FYI Wiki August 04, 05, 06, 07, 08 & 09, 2022

On This Day

1265 – Second Barons’ War: Battle of Evesham: The army of Prince Edward (the future king Edward I of England) defeats the forces of rebellious barons led by Simon de Montfort, 6th Earl of Leicester, killing de Montfort and many of his allies.
The Battle of Evesham (4 August 1265) was one of the two main battles of 13th century England’s Second Barons’ War. It marked the defeat of Simon de Montfort, Earl of Leicester, and the rebellious barons by the future King Edward I, who led the forces of his father, King Henry III. It took place on 4 August 1265, near the town of Evesham, Worcestershire.

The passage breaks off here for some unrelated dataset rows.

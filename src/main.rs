use std::sync::Arc;
use std::time::Duration;

use color_eyre::{eyre::eyre, Result};
use handstream::device::mock::MockBackend;
use handstream::device::DeviceBackend;
use handstream::{BridgeError, HandstreamConfig, StreamBridge};
use tracing::{debug, info, warn};
use tracing_subscriber::{EnvFilter, FmtSubscriber};

/// Rate at which the foreground drains the bridge, one pull per frame
const FRAME_RATE_HZ: u64 = 60;

const MOCK_ENV: &str = "HANDSTREAM_MOCK";

const DEFAULT_LOG_FILTER: &str = "info";

#[tokio::main]
async fn main() -> Result<()> {
    setup()?;

    let config = HandstreamConfig::load(None).await?;
    info!("Initializing hand bridge with settings: {:?}", config);

    let backend = select_backend()?;
    let mut bridge = StreamBridge::new(config.bridge_settings(), backend);
    bridge
        .start()
        .await
        .map_err(|e| eyre!("Failed to start stream bridge: {}", e))?;

    // stop() runs whether or not the frame loop failed
    let frames = run_frames(&mut bridge).await;
    bridge
        .stop()
        .await
        .map_err(|e| eyre!("Failed to stop stream bridge: {}", e))?;

    if let Some(report) = bridge.last_report() {
        info!("Worker report: {:?}", report);
    }
    frames
}

fn setup() -> Result<()> {
    if std::env::var("RUST_LIB_BACKTRACE").is_err() {
        std::env::set_var("RUST_LIB_BACKTRACE", "0")
    }
    color_eyre::install()?;
    setup_logging_env();
    Ok(())
}

/// Filter from `RUST_LOG`, falling back to INFO when unset or unparsable
fn log_filter(directives: Option<&str>) -> EnvFilter {
    directives
        .and_then(|d| EnvFilter::try_new(d).ok())
        .unwrap_or_else(|| EnvFilter::new(DEFAULT_LOG_FILTER))
}

fn setup_logging_env() {
    let directives = std::env::var("RUST_LOG").ok();
    FmtSubscriber::builder()
        .with_env_filter(log_filter(directives.as_deref()))
        .with_target(false)
        .with_thread_ids(true)
        .with_file(true)
        .with_line_number(true)
        .pretty()
        .init();
}

fn select_backend() -> Result<Arc<dyn DeviceBackend>> {
    let force_mock = std::env::var(MOCK_ENV).is_ok_and(|v| v == "1");

    #[cfg(feature = "hidapi")]
    if !force_mock {
        info!("Using hidapi backend");
        let backend = handstream::device::HidApiBackend::new()
            .map_err(|e| eyre!("Failed to initialise hidapi: {}", e))?;
        return Ok(Arc::new(backend));
    }

    if !force_mock {
        warn!("Built without the hidapi feature, falling back to the synthetic device");
    }
    info!("Using synthetic mock backend");
    Ok(Arc::new(MockBackend::hand().synthetic()))
}

/// Pulls from the bridge once per frame until Ctrl-C or the worker exits
async fn run_frames(bridge: &mut StreamBridge) -> Result<()> {
    let mut frame = tokio::time::interval(Duration::from_millis(1000 / FRAME_RATE_HZ));
    let ctrl_c = tokio::signal::ctrl_c();
    tokio::pin!(ctrl_c);

    let mut frames: u64 = 0;
    let mut samples: usize = 0;

    loop {
        tokio::select! {
            _ = &mut ctrl_c => {
                info!("Ctrl-C received, shutting down");
                return Ok(());
            }
            _ = frame.tick() => {
                let (vectors, timestamps) = match bridge.read() {
                    Ok(chunk) => chunk,
                    Err(BridgeError::WorkerExited) => {
                        warn!("Worker exited on its own, leaving frame loop");
                        return Ok(());
                    }
                    Err(e) => return Err(e.into()),
                };
                frames += 1;
                samples += vectors.len();

                if let (Some(latest), Some(timestamp)) = (vectors.last(), timestamps.last()) {
                    debug!("Frame {}: {} samples, latest at {:.4}s", frames, vectors.len(), timestamp);
                    if frames % FRAME_RATE_HZ == 0 {
                        info!(
                            "{} samples in last second, point 0 at ({:.4}, {:.4}, {:.4})",
                            samples, latest[0], latest[1], latest[2]
                        );
                        samples = 0;
                    }
                }
            }
        }
    }
}

#[cfg(test)]
mod tests {
    use super::*;
    use tracing::level_filters::LevelFilter;

    #[test]
    fn rust_log_directives_raise_the_level() {
        let filter = log_filter(Some("handstream=debug"));
        assert_eq!(filter.max_level_hint(), Some(LevelFilter::DEBUG));
    }

    #[test]
    fn missing_or_invalid_rust_log_defaults_to_info() {
        assert_eq!(log_filter(None).max_level_hint(), Some(LevelFilter::INFO));
        assert_eq!(
            log_filter(Some("handstream=loud")).max_level_hint(),
            Some(LevelFilter::INFO)
        );
    }
}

With the Battle of Lewes, de Montfort had won control of royal government, but after the defection of several close allies and the escape from captivity of Prince Edward, he found himself on the defensive. Forced to engage the royalists at Evesham, he faced an army twice the size of his own. The battle soon turned into a massacre; de Montfort himself was killed and his body mutilated. It was described by the contemporary historian Robert of Gloucester as the “murder of Evesham, for battle it was none”.[2] Though the battle effectively restored royal authority, scattered resistance remained until the Dictum of Kenilworth was signed in 1267.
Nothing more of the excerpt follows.